Falke J J, Dernburg A F, Sternberg D A, Zalkin N, Milligan D L, Koshland D E
Department of Biochemistry, University of California, Berkeley 94720.
J Biol Chem. 1988 Oct 15;263(29):14850-8.
Cysteines are substituted at six positions in the aspartate receptor, and these mutant proteins are used to investigate three major facets of receptor structure. 1) The surface of the receptor is examined through measurement of the rate constants for chemical modification of the cysteines by aqueous reagents.
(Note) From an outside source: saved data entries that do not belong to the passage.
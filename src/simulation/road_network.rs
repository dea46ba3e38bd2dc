//! Road network graph for routing
//!
//! One directed edge per ordered pair of adjacent intersections, weighted
//! from the [`WeightTable`].

use petgraph::graphmap::DiGraphMap;

use super::grid::GridTopology;
use super::types::{Node, DEFAULT_EDGE_WEIGHT};
use super::weights::WeightTable;

/// Weighted directed graph over the grid intersections
#[derive(Debug, Clone, Default)]
pub struct RoadNetwork {
    graph: DiGraphMap<Node, f64>,
}

impl RoadNetwork {
    /// Connects every node to each in-grid neighbor
    ///
    /// Edges missing from the table get [`DEFAULT_EDGE_WEIGHT`].
    pub fn from_grid(topology: &GridTopology, weights: &WeightTable) -> Self {
        let mut graph = DiGraphMap::with_capacity(topology.node_count(), 4 * topology.node_count());

        for node in topology.nodes() {
            graph.add_node(node);
        }

        for node in topology.nodes() {
            for neighbor in topology.neighbors(node) {
                graph.add_edge(node, neighbor, weights.weight(node, neighbor));
            }
        }

        Self { graph }
    }

    pub fn contains(&self, node: Node) -> bool {
        self.graph.contains_node(node)
    }

    /// Outgoing edges of `node` as `(neighbor, weight)` pairs
    pub fn edges_from(&self, node: Node) -> impl Iterator<Item = (Node, f64)> + '_ {
        self.graph
            .edges(node)
            .map(|(_, to, weight)| (to, *weight))
    }

    pub fn edge_weight(&self, from: Node, to: Node) -> f64 {
        self.graph
            .edge_weight(from, to)
            .copied()
            .unwrap_or(DEFAULT_EDGE_WEIGHT)
    }

    /// Total weight of walking `path` node by node
    pub fn path_cost(&self, path: &[Node]) -> f64 {
        path.windows(2)
            .map(|pair| self.edge_weight(pair[0], pair[1]))
            .sum()
    }

    pub fn intersection_count(&self) -> usize {
        self.graph.node_count()
    }

    pub fn road_count(&self) -> usize {
        self.graph.edge_count()
    }

    /// The underlying graph, for use with `petgraph::algo`
    pub fn graph(&self) -> &DiGraphMap<Node, f64> {
        &self.graph
    }
}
Different positions exhibit a range of accessibility (for example, Cys-128 most exposed, Cys-36 most buried). 2) The transmembrane structure of the receptor is determined by reaction of the cysteines with a membrane-impermeant reagent. 3) The spatial proximities in the folded structure of specific pairs of cysteines are investigated by disulfide bond formation. These studies illustrate the usefulness of site-directed sulfhydryl chemistry in the analysis of protein structure.
天冬氨酸受体的六个位置上的半胱氨酸被替换,这些突变蛋白用于研究受体结构的三个主要方面。1)通过测量水性试剂对半胱氨酸进行化学修饰的速率常数来检测受体表面。不同位置呈现出一系列可及性(例如,Cys-128最暴露,Cys-36最埋入)。2)通过半胱氨酸与一种不能透过膜的试剂反应来确定受体的跨膜结构。3)通过二硫键形成来研究特定半胱氨酸对在折叠结构中的空间接近性。这些研究说明了定点巯基化学在蛋白质结构分析中的有用性。